2011-04-14 18:49:57.382289+00 by Dan Lyke 2 comments

Needs more exposure: Steam Lisp and Where Lisp Fails: at Turning People into Fungible Cogs.

I predict that no tool of any kind which too greatly amplifies the productivity of an individual will ever be permitted to most developers. In this they shall follow in the maximally deskilled assembly-line footsteps of their grandparents. ...

Whence the popularity of Visual Studio. Via BrainLog.

Relatedly, I recently ran into someone in a coffee shop who said "I've got a client who needs to do a sortable searchable HTML table". A few minutes with Perl, Spreadsheet::Read, jQuery and DataTables and I had a solution. Unfortunately, that solution runs under Linux, and I'm not at all sure how I'm going to deploy it in the guy's Windows environment. So a few minute hack (for me) that I'd have been happy to do in exchange for lunch is going to turn into a couple of hour consulting gig (expensive for him, a pain in the ass for me 'cause I like to bill in days or months, not hours) while I try to figure out how to shoehorn automation into his closed commodity environment that's built for holding cogs in their place, not for creative activity.
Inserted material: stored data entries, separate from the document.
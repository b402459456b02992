//! Entity definitions: which columns each table has, which are required,
//! and how long text values may be.
//!
//! These definitions describe the schema produced by the latest migration.
//! The write path validates every record against them before touching the
//! database, and the generic insert/update statements are built from them.

use chrono::{DateTime, Utc};
use rusqlite::types::{ToSql, ToSqlOutput, Value, ValueRef};

/// Every table in the catalog, including the two junction tables.
#[derive(Debug, Clone, Copy, PartialEq, Eq, Hash)]
pub enum EntityKind {
    Author,
    Book,
    BookDomain,
    Edition,
    Reader,
    Borrowing,
    LoanExtension,
    BookAuthor,
    BookBookDomain,
}

impl EntityKind {
    #[must_use]
    pub fn def(self) -> &'static EntityDef {
        match self {
            Self::Author => &AUTHOR,
            Self::Book => &BOOK,
            Self::BookDomain => &BOOK_DOMAIN,
            Self::Edition => &EDITION,
            Self::Reader => &READER,
            Self::Borrowing => &BORROWING,
            Self::LoanExtension => &LOAN_EXTENSION,
            Self::BookAuthor => &BOOK_AUTHOR,
            Self::BookBookDomain => &BOOK_BOOK_DOMAIN,
        }
    }

    #[must_use]
    pub fn name(self) -> &'static str {
        self.def().name
    }

    #[must_use]
    pub fn table(self) -> &'static str {
        self.def().table
    }

    /// Whether rows carry their own surrogate `Id` (junction rows do not).
    #[must_use]
    pub fn has_identity(self) -> bool {
        self.def().identity
    }
}

/// The declared type of a column.
#[derive(Debug, Clone, Copy, PartialEq, Eq)]
pub enum FieldType {
    Text { max_len: usize },
    Integer,
    Boolean,
    DateTime,
    /// Integer foreign key into another entity's `Id`.
    Reference(EntityKind),
}

impl FieldType {
    const fn label(self) -> &'static str {
        match self {
            Self::Text { .. } => "text",
            Self::Integer => "integer",
            Self::Boolean => "boolean",
            Self::DateTime => "datetime",
            Self::Reference(_) => "reference",
        }
    }
}

#[derive(Debug, Clone, Copy, PartialEq, Eq)]
pub struct FieldDef {
    pub column: &'static str,
    pub field_type: FieldType,
    pub required: bool,
}

impl FieldDef {
    const fn optional(column: &'static str, field_type: FieldType) -> Self {
        Self {
            column,
            field_type,
            required: false,
        }
    }

    const fn required(column: &'static str, field_type: FieldType) -> Self {
        Self {
            column,
            field_type,
            required: true,
        }
    }

    #[must_use]
    pub const fn type_label(&self) -> &'static str {
        self.field_type.label()
    }
}

#[derive(Debug, PartialEq, Eq)]
pub struct EntityDef {
    pub kind: EntityKind,
    pub name: &'static str,
    pub table: &'static str,
    pub identity: bool,
    /// Non-key columns, in table order.
    pub fields: &'static [FieldDef],
}

impl EntityDef {
    #[must_use]
    pub fn field(&self, column: &str) -> Option<&'static FieldDef> {
        self.fields.iter().find(|f| f.column == column)
    }
}

const fn text(max_len: usize) -> FieldType {
    FieldType::Text { max_len }
}

pub static AUTHOR: EntityDef = EntityDef {
    kind: EntityKind::Author,
    name: "Author",
    table: "Authors",
    identity: true,
    fields: &[
        FieldDef::required("FirstName", text(100)),
        FieldDef::required("LastName", text(100)),
    ],
};

pub static BOOK: EntityDef = EntityDef {
    kind: EntityKind::Book,
    name: "Book",
    table: "Books",
    identity: true,
    fields: &[
        FieldDef::required("Title", text(255)),
        FieldDef::optional("Isbn", text(20)),
        FieldDef::optional("Description", text(1000)),
    ],
};

pub static BOOK_DOMAIN: EntityDef = EntityDef {
    kind: EntityKind::BookDomain,
    name: "BookDomain",
    table: "BookDomains",
    identity: true,
    fields: &[
        FieldDef::required("Name", text(150)),
        FieldDef::optional("ParentDomainId", FieldType::Reference(EntityKind::BookDomain)),
    ],
};

pub static EDITION: EntityDef = EntityDef {
    kind: EntityKind::Edition,
    name: "Edition",
    table: "Editions",
    identity: true,
    fields: &[
        FieldDef::required("Publisher", text(150)),
        FieldDef::required("BookType", text(50)),
        FieldDef::required("Year", FieldType::Integer),
        FieldDef::required("EditionNumber", FieldType::Integer),
        FieldDef::required("PageCount", FieldType::Integer),
        FieldDef::required("BookId", FieldType::Reference(EntityKind::Book)),
    ],
};

pub static READER: EntityDef = EntityDef {
    kind: EntityKind::Reader,
    name: "Reader",
    table: "Readers",
    identity: true,
    fields: &[
        FieldDef::required("FirstName", text(100)),
        FieldDef::required("LastName", text(100)),
        FieldDef::required("Address", text(255)),
        FieldDef::optional("Email", text(150)),
        FieldDef::optional("PhoneNumber", text(20)),
        FieldDef::required("IsStaff", FieldType::Boolean),
        FieldDef::required("RegistrationDate", FieldType::DateTime),
    ],
};

pub static BORROWING: EntityDef = EntityDef {
    kind: EntityKind::Borrowing,
    name: "Borrowing",
    table: "Borrowings",
    identity: true,
    fields: &[
        FieldDef::required("ReaderId", FieldType::Reference(EntityKind::Reader)),
        FieldDef::required("BookId", FieldType::Reference(EntityKind::Book)),
        FieldDef::optional("StaffId", FieldType::Reference(EntityKind::Reader)),
        FieldDef::required("BorrowingDate", FieldType::DateTime),
        FieldDef::required("DueDate", FieldType::DateTime),
        FieldDef::optional("ReturnDate", FieldType::DateTime),
        FieldDef::required("IsActive", FieldType::Boolean),
        FieldDef::required("InitialBorrowingDays", FieldType::Integer),
        FieldDef::required("TotalExtensionDays", FieldType::Integer),
        FieldDef::optional("LastExtensionDate", FieldType::DateTime),
    ],
};

pub static LOAN_EXTENSION: EntityDef = EntityDef {
    kind: EntityKind::LoanExtension,
    name: "LoanExtension",
    table: "LoanExtensions",
    identity: true,
    fields: &[
        FieldDef::required("BorrowingId", FieldType::Reference(EntityKind::Borrowing)),
        FieldDef::required("ExtensionDate", FieldType::DateTime),
        FieldDef::required("ExtensionDays", FieldType::Integer),
    ],
};

pub static BOOK_AUTHOR: EntityDef = EntityDef {
    kind: EntityKind::BookAuthor,
    name: "BookAuthor",
    table: "BookAuthor",
    identity: false,
    fields: &[
        FieldDef::required("BookId", FieldType::Reference(EntityKind::Book)),
        FieldDef::required("AuthorId", FieldType::Reference(EntityKind::Author)),
    ],
};

pub static BOOK_BOOK_DOMAIN: EntityDef = EntityDef {
    kind: EntityKind::BookBookDomain,
    name: "BookBookDomain",
    table: "BookBookDomain",
    identity: false,
    fields: &[
        FieldDef::required("BookId", FieldType::Reference(EntityKind::Book)),
        FieldDef::required("DomainId", FieldType::Reference(EntityKind::BookDomain)),
    ],
};

/// A column value handed to the write path.
///
/// `None` inside a variant means the value is absent (SQL `NULL`).
#[derive(Debug, Clone, PartialEq)]
pub enum FieldValue<'a> {
    Text(Option<&'a str>),
    Integer(Option<i64>),
    Boolean(Option<bool>),
    DateTime(Option<DateTime<Utc>>),
    Reference(Option<i64>),
}

impl FieldValue<'_> {
    #[must_use]
    pub const fn is_null(&self) -> bool {
        matches!(
            self,
            Self::Text(None)
                | Self::Integer(None)
                | Self::Boolean(None)
                | Self::DateTime(None)
                | Self::Reference(None)
        )
    }

    /// Whether this value may be stored in a column of `field_type`.
    #[must_use]
    pub const fn matches(&self, field_type: FieldType) -> bool {
        matches!(
            (self, field_type),
            (Self::Text(_), FieldType::Text { .. })
                | (Self::Integer(_), FieldType::Integer)
                | (Self::Boolean(_), FieldType::Boolean)
                | (Self::DateTime(_), FieldType::DateTime)
                | (Self::Reference(_), FieldType::Reference(_))
        )
    }
}

impl ToSql for FieldValue<'_> {
    fn to_sql(&self) -> rusqlite::Result<ToSqlOutput<'_>> {
        let output = match self {
            Self::Text(Some(s)) => ToSqlOutput::Borrowed(ValueRef::Text(s.as_bytes())),
            Self::Integer(Some(v)) | Self::Reference(Some(v)) => {
                ToSqlOutput::Owned(Value::Integer(*v))
            }
            Self::Boolean(Some(b)) => ToSqlOutput::Owned(Value::Integer(i64::from(*b))),
            Self::DateTime(Some(dt)) => ToSqlOutput::Owned(Value::Text(dt.to_rfc3339())),
            _ => ToSqlOutput::Owned(Value::Null),
        };
        Ok(output)
    }
}

/// A row type that can be written through the catalog.
pub trait Record {
    const KIND: EntityKind;

    /// The row's surrogate id, if it has been persisted.
    fn id(&self) -> Option<i64>;

    /// Column values for every field in the entity definition.
    fn values(&self) -> Vec<(&'static str, FieldValue<'_>)>;
}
[ related topics: Free Software Weblogs Microsoft Perl Open Source Nature and environment Work, productivity and environment Furniture hubris ]

comments in descending chronological order (reverse):

#Comment Re: made: 2011-04-15 02:45:40.580608+00 by: Dan Lyke

Yeah, every time I provision a new home computer I realize just how broadly distributed my various personal processes are. Stuff on my every-day laptop, stuff on my house server, stuff on my web server, all talks to each other and gets backed up to each other and needs to be migrated and it's a big deal.
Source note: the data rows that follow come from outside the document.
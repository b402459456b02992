use anyhow::Result;
use clap::Parser;
use std::path::PathBuf;

mod commands;
mod config;

use config::Config;

#[derive(Debug, Parser)]
#[command(name = "shelfmark", version, about)]
struct Cli {
    #[command(subcommand)]
    command: Commands,

    /// Path to the database (default: ~/.local/share/shelfmark/catalog.db)
    #[arg(long, global = true)]
    db: Option<PathBuf>,
}

#[derive(Debug, clap::Subcommand)]
enum Commands {
    /// Apply, revert or list schema migrations
    ///
    /// Migrations are applied in version order and reverted in reverse
    /// order. Each step runs in its own transaction together with its entry
    /// in the schema_migrations table, so a failed step leaves the database
    /// at the last step that succeeded.
    Migrate {
        #[command(subcommand)]
        action: MigrateAction,
    },
    /// Show the current schema: tables, columns, foreign keys and indexes
    Schema {
        /// Print as JSON
        #[arg(long)]
        json: bool,
    },
    /// Manage configuration
    Config {
        #[command(subcommand)]
        action: ConfigAction,
    },
}

#[derive(Debug, clap::Subcommand)]
enum MigrateAction {
    /// Apply pending migrations
    Up {
        /// Stop after this version
        #[arg(long)]
        to: Option<String>,
    },
    /// Revert the most recent migration
    Down {
        /// Revert every step newer than this version
        #[arg(long, conflicts_with = "all")]
        to: Option<String>,

        /// Revert every applied step
        #[arg(long)]
        all: bool,
    },
    /// List migrations and whether they are applied
    Status,
}

#[derive(Debug, clap::Subcommand)]
enum ConfigAction {
    /// Show the effective configuration
    Show,
    /// Print the config file path
    Path,
    /// Print an example config file
    Example,
    /// Create the config file if it doesn't exist
    Init,
}

fn main() -> Result<()> {
    let cli = Cli::parse();
    let config = Config::load_with_db_path(cli.db)?;

    match twyg::setup(config.logging.clone()) {
        Ok(_) => {}
        Err(e) => eprintln!("Warning: failed to initialise logging: {e:?}"),
    }

    match cli.command {
        Commands::Migrate { action } => match action {
            MigrateAction::Up { to } => commands::migrate::run_up(&config, to)?,
            MigrateAction::Down { to, all } => commands::migrate::run_down(&config, to, all)?,
            MigrateAction::Status => commands::migrate::show_status(&config)?,
        },
        Commands::Schema { json } => commands::schema::show_schema(&config, json)?,
        Commands::Config { action } => match action {
            ConfigAction::Show => commands::config::show_config(&config)?,
            ConfigAction::Path => commands::config::show_path()?,
            ConfigAction::Example => commands::config::show_example()?,
            ConfigAction::Init => commands::config::init_config()?,
        },
    }

    Ok(())
}

#[cfg(test)]
mod tests {
    use super::*;
    use clap::CommandFactory;

    #[test]
    fn test_cli_definition_is_valid() {
        Cli::command().debug_assert();
    }

    #[test]
    fn test_parse_migrate_down_to() {
        let cli = Cli::try_parse_from(["shelfmark", "migrate", "down", "--to", "20240301093000"])
            .unwrap();
        match cli.command {
            Commands::Migrate {
                action: MigrateAction::Down { to, all },
            } => {
                assert_eq!(to.as_deref(), Some("20240301093000"));
                assert!(!all);
            }
            other => panic!("unexpected command: {other:?}"),
        }
    }

    #[test]
    fn test_down_to_and_all_conflict() {
        let result = Cli::try_parse_from(["shelfmark", "migrate", "down", "--to", "1", "--all"]);
        assert!(result.is_err());
    }

    #[test]
    fn test_global_db_flag() {
        let cli = Cli::try_parse_from(["shelfmark", "schema", "--db", "/tmp/x.db", "--json"])
            .unwrap();
        assert_eq!(cli.db, Some(PathBuf::from("/tmp/x.db")));
    }
}
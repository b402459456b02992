//! Declarative schema metadata: entity shapes and the relationship graph.

pub mod entity;
pub mod relation;

pub use entity::{EntityDef, EntityKind, FieldDef, FieldType, FieldValue, Record};
pub use relation::{relations_referencing, Cardinality, DeleteBehavior, RelationDef, RELATIONS};
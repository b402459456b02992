use serde::{Deserialize, Serialize};

use crate::catalog::{EntityKind, FieldValue, Record};
use crate::model::ids::AuthorId;

/// A person credited with writing one or more books.
#[derive(Debug, Clone, PartialEq, Eq, Serialize, Deserialize)]
pub struct Author {
    pub id: Option<AuthorId>,
    pub first_name: String,
    pub last_name: String,
}

impl Author {
    #[must_use]
    pub fn new(first_name: impl Into<String>, last_name: impl Into<String>) -> Self {
        Self {
            id: None,
            first_name: first_name.into(),
            last_name: last_name.into(),
        }
    }

    /// "First Last", as shown on a title page.
    #[must_use]
    pub fn full_name(&self) -> String {
        format!("{} {}", self.first_name, self.last_name)
    }
}

impl Record for Author {
    const KIND: EntityKind = EntityKind::Author;

    fn id(&self) -> Option<i64> {
        self.id.map(AuthorId::get)
    }

    fn values(&self) -> Vec<(&'static str, FieldValue<'_>)> {
        vec![
            ("FirstName", FieldValue::Text(Some(&self.first_name))),
            ("LastName", FieldValue::Text(Some(&self.last_name))),
        ]
    }
}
#Comment Re: made: 2011-04-14 21:37:49.751504+00 by: spc476

One issue with automation though, it that when things break, they break!

For instance, I'm responsible for testing the call processing product our office is making. Even before I start running the test program, I have to start 55 processes across four boxes in a particular order. Then, I have to hope that the SS7 stack hasn't puked on itself as I start the regression test program. I could automate that, but it requires running 48 processes as root, 2 processes as nobody and three as "don't care" (i.e. any account can run them).
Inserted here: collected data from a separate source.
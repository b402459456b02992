use rusqlite::Row;

use crate::catalog::EntityKind;
use crate::error::Result;
use crate::integrity::CascadeReport;
use crate::model::{
    BookId, Borrowing, BorrowingId, LoanExtension, LoanExtensionId, Reader, ReaderId,
};

use super::db::{get_datetime, get_opt_datetime, Database};

// Reader CRUD
impl Database {
    pub fn insert_reader(&self, reader: &mut Reader) -> Result<ReaderId> {
        let id = ReaderId::new(self.insert_record(reader)?);
        reader.id = Some(id);
        Ok(id)
    }

    pub fn get_reader(&self, id: ReaderId) -> Result<Reader> {
        self.get_record(EntityKind::Reader, id.get(), reader_from_row)
    }

    pub fn update_reader(&self, reader: &Reader) -> Result<()> {
        self.update_record(reader)
    }

    /// Delete a reader. Refused while the reader has borrowings, either as
    /// borrower or as the staff member who issued them.
    pub fn delete_reader(&self, id: ReaderId) -> Result<CascadeReport> {
        self.delete_record(EntityKind::Reader, id.get())
    }
}

// Borrowing CRUD
impl Database {
    pub fn insert_borrowing(&self, borrowing: &mut Borrowing) -> Result<BorrowingId> {
        let id = BorrowingId::new(self.insert_record(borrowing)?);
        borrowing.id = Some(id);
        Ok(id)
    }

    pub fn get_borrowing(&self, id: BorrowingId) -> Result<Borrowing> {
        self.get_record(EntityKind::Borrowing, id.get(), borrowing_from_row)
    }

    pub fn update_borrowing(&self, borrowing: &Borrowing) -> Result<()> {
        self.update_record(borrowing)
    }

    /// Delete a borrowing together with its loan extensions.
    pub fn delete_borrowing(&self, id: BorrowingId) -> Result<CascadeReport> {
        self.delete_record(EntityKind::Borrowing, id.get())
    }

    /// Loans taken out by `reader`.
    pub fn borrowings_for_reader(&self, reader: ReaderId) -> Result<Vec<Borrowing>> {
        self.list_records(
            EntityKind::Borrowing,
            "\"ReaderId\" = ?1",
            reader.get(),
            borrowing_from_row,
        )
    }

    /// Loans issued by the staff member `staff`.
    pub fn borrowings_issued_by(&self, staff: ReaderId) -> Result<Vec<Borrowing>> {
        self.list_records(
            EntityKind::Borrowing,
            "\"StaffId\" = ?1",
            staff.get(),
            borrowing_from_row,
        )
    }

    pub fn borrowings_for_book(&self, book: BookId) -> Result<Vec<Borrowing>> {
        self.list_records(
            EntityKind::Borrowing,
            "\"BookId\" = ?1",
            book.get(),
            borrowing_from_row,
        )
    }
}

// LoanExtension CRUD
impl Database {
    pub fn insert_loan_extension(
        &self,
        extension: &mut LoanExtension,
    ) -> Result<LoanExtensionId> {
        let id = LoanExtensionId::new(self.insert_record(extension)?);
        extension.id = Some(id);
        Ok(id)
    }

    pub fn get_loan_extension(&self, id: LoanExtensionId) -> Result<LoanExtension> {
        self.get_record(EntityKind::LoanExtension, id.get(), extension_from_row)
    }

    pub fn update_loan_extension(&self, extension: &LoanExtension) -> Result<()> {
        self.update_record(extension)
    }

    pub fn delete_loan_extension(&self, id: LoanExtensionId) -> Result<CascadeReport> {
        self.delete_record(EntityKind::LoanExtension, id.get())
    }

    pub fn extensions_for_borrowing(&self, borrowing: BorrowingId) -> Result<Vec<LoanExtension>> {
        self.list_records(
            EntityKind::LoanExtension,
            "\"BorrowingId\" = ?1",
            borrowing.get(),
            extension_from_row,
        )
    }
}

fn reader_from_row(row: &Row<'_>) -> rusqlite::Result<Reader> {
    Ok(Reader {
        id: Some(row.get(0)?),
        first_name: row.get(1)?,
        last_name: row.get(2)?,
        address: row.get(3)?,
        email: row.get(4)?,
        phone_number: row.get(5)?,
        is_staff: row.get(6)?,
        registration_date: get_datetime(row, 7)?,
    })
}

fn borrowing_from_row(row: &Row<'_>) -> rusqlite::Result<Borrowing> {
    Ok(Borrowing {
        id: Some(row.get(0)?),
        reader_id: row.get(1)?,
        book_id: row.get(2)?,
        staff_id: row.get(3)?,
        borrowing_date: get_datetime(row, 4)?,
        due_date: get_datetime(row, 5)?,
        return_date: get_opt_datetime(row, 6)?,
        is_active: row.get(7)?,
        initial_borrowing_days: row.get(8)?,
        total_extension_days: row.get(9)?,
        last_extension_date: get_opt_datetime(row, 10)?,
    })
}

fn extension_from_row(row: &Row<'_>) -> rusqlite::Result<LoanExtension> {
    Ok(LoanExtension {
        id: Some(row.get(0)?),
        borrowing_id: row.get(1)?,
        extension_date: get_datetime(row, 2)?,
        extension_days: row.get(3)?,
    })
}

#[cfg(test)]
mod tests {
    use super::*;
    use crate::error::{Constraint, Error};
    use crate::model::Book;
    use chrono::{Duration, TimeZone, Utc};

    struct Fixture {
        db: Database,
        book: BookId,
        reader: ReaderId,
        staff: ReaderId,
    }

    fn fixture() -> Fixture {
        let db = Database::open_in_memory().unwrap();
        let book = db.insert_book(&mut Book::new("Hard to Be a God")).unwrap();
        let reader = db
            .insert_reader(&mut Reader::new("Anton", "Rumata", "Arkanar"))
            .unwrap();
        let staff = db
            .insert_reader(&mut Reader::new("Don", "Condor", "Estor").as_staff())
            .unwrap();
        Fixture {
            db,
            book,
            reader,
            staff,
        }
    }

    fn loan(f: &Fixture) -> Borrowing {
        let start = Utc.with_ymd_and_hms(2024, 3, 1, 9, 30, 0).unwrap();
        Borrowing::new(f.reader, f.book, start, start + Duration::days(14), 14)
    }

    #[test]
    fn test_reader_round_trip() {
        let f = fixture();
        let registered = Utc.with_ymd_and_hms(2023, 11, 5, 12, 0, 0).unwrap();
        let mut reader = Reader::new("Maxim", "Kammerer", "Saraksh")
            .with_email("maxim@example.org")
            .registered_at(registered);
        let id = f.db.insert_reader(&mut reader).unwrap();

        let stored = f.db.get_reader(id).unwrap();
        assert_eq!(stored, reader);
        assert_eq!(stored.registration_date, registered);
    }

    #[test]
    fn test_reader_without_address_is_rejected() {
        let f = fixture();
        let result = f.db.insert_reader(&mut Reader::new("No", "Address", " "));
        assert!(matches!(
            result,
            Err(Error::Validation {
                field: "Address",
                constraint: Constraint::Required,
                ..
            })
        ));
    }

    #[test]
    fn test_borrowing_round_trip_with_staff() {
        let f = fixture();
        let mut borrowing = loan(&f).issued_by(f.staff);
        let id = f.db.insert_borrowing(&mut borrowing).unwrap();

        let stored = f.db.get_borrowing(id).unwrap();
        assert_eq!(stored, borrowing);
        assert_eq!(stored.reader_id, f.reader);
        assert_eq!(stored.staff_id, Some(f.staff));

        assert_eq!(f.db.borrowings_for_reader(f.reader).unwrap().len(), 1);
        assert_eq!(f.db.borrowings_issued_by(f.staff).unwrap().len(), 1);
        assert!(f.db.borrowings_issued_by(f.reader).unwrap().is_empty());
        assert_eq!(f.db.borrowings_for_book(f.book).unwrap().len(), 1);
    }

    #[test]
    fn test_borrowing_with_missing_staff_is_rejected() {
        let f = fixture();
        let result = f.db.insert_borrowing(&mut loan(&f).issued_by(ReaderId::new(999)));
        assert!(matches!(
            result,
            Err(Error::ForeignKeyViolation {
                entity: "Borrowing",
                field: "StaffId",
                references: "Reader",
                id: 999,
            })
        ));
        assert!(f.db.borrowings_for_reader(f.reader).unwrap().is_empty());
    }

    #[test]
    fn test_return_a_book() {
        let f = fixture();
        let mut borrowing = loan(&f);
        let id = f.db.insert_borrowing(&mut borrowing).unwrap();

        borrowing.is_active = false;
        borrowing.return_date = Some(borrowing.borrowing_date + Duration::days(10));
        f.db.update_borrowing(&borrowing).unwrap();

        let stored = f.db.get_borrowing(id).unwrap();
        assert!(!stored.is_active);
        assert_eq!(stored.return_date, borrowing.return_date);
    }

    #[test]
    fn test_extensions_for_borrowing() {
        let f = fixture();
        let mut borrowing = loan(&f);
        let id = f.db.insert_borrowing(&mut borrowing).unwrap();

        let when = borrowing.due_date - Duration::days(1);
        let mut extension = LoanExtension::new(id, when, 7);
        let ext_id = f.db.insert_loan_extension(&mut extension).unwrap();

        assert_eq!(f.db.get_loan_extension(ext_id).unwrap(), extension);
        assert_eq!(f.db.extensions_for_borrowing(id).unwrap(), vec![extension]);
    }

    #[test]
    fn test_reader_with_loans_cannot_be_deleted() {
        let f = fixture();
        f.db.insert_borrowing(&mut loan(&f).issued_by(f.staff)).unwrap();

        assert!(matches!(
            f.db.delete_reader(f.reader),
            Err(Error::ReferentialIntegrity { relation: "reader_borrowings", .. })
        ));
        assert!(matches!(
            f.db.delete_reader(f.staff),
            Err(Error::ReferentialIntegrity { relation: "staff_borrowings", .. })
        ));
        assert!(f.db.get_reader(f.reader).is_ok());
    }

    #[test]
    fn test_deleted_borrowing_takes_extensions() {
        let f = fixture();
        let id = f.db.insert_borrowing(&mut loan(&f)).unwrap();
        let ext = f.db
            .insert_loan_extension(&mut LoanExtension::new(id, Utc::now(), 3))
            .unwrap();

        let report = f.db.delete_borrowing(id).unwrap();
        assert_eq!(report.deleted_count(EntityKind::LoanExtension), 1);
        assert!(matches!(
            f.db.get_loan_extension(ext),
            Err(Error::NotFound { entity: "LoanExtension", .. })
        ));
        f.db.delete_reader(f.reader).unwrap();
    }
}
So assuming I get that all working. Something breaks. If I'm not around to troubleshoot it, what's the point of automating it to begin with? Even now, if the SS7 stack is borked, I can't fix it since I don't know how (and there have been several times when the person I go to when it's broken can't fix it and he has to go to his manager (who is severely overworked) to fix it because he has twenty years of experience with the particular SS7 stack we're using).

Our issues with automation and non-coggery is independent of the tools we use.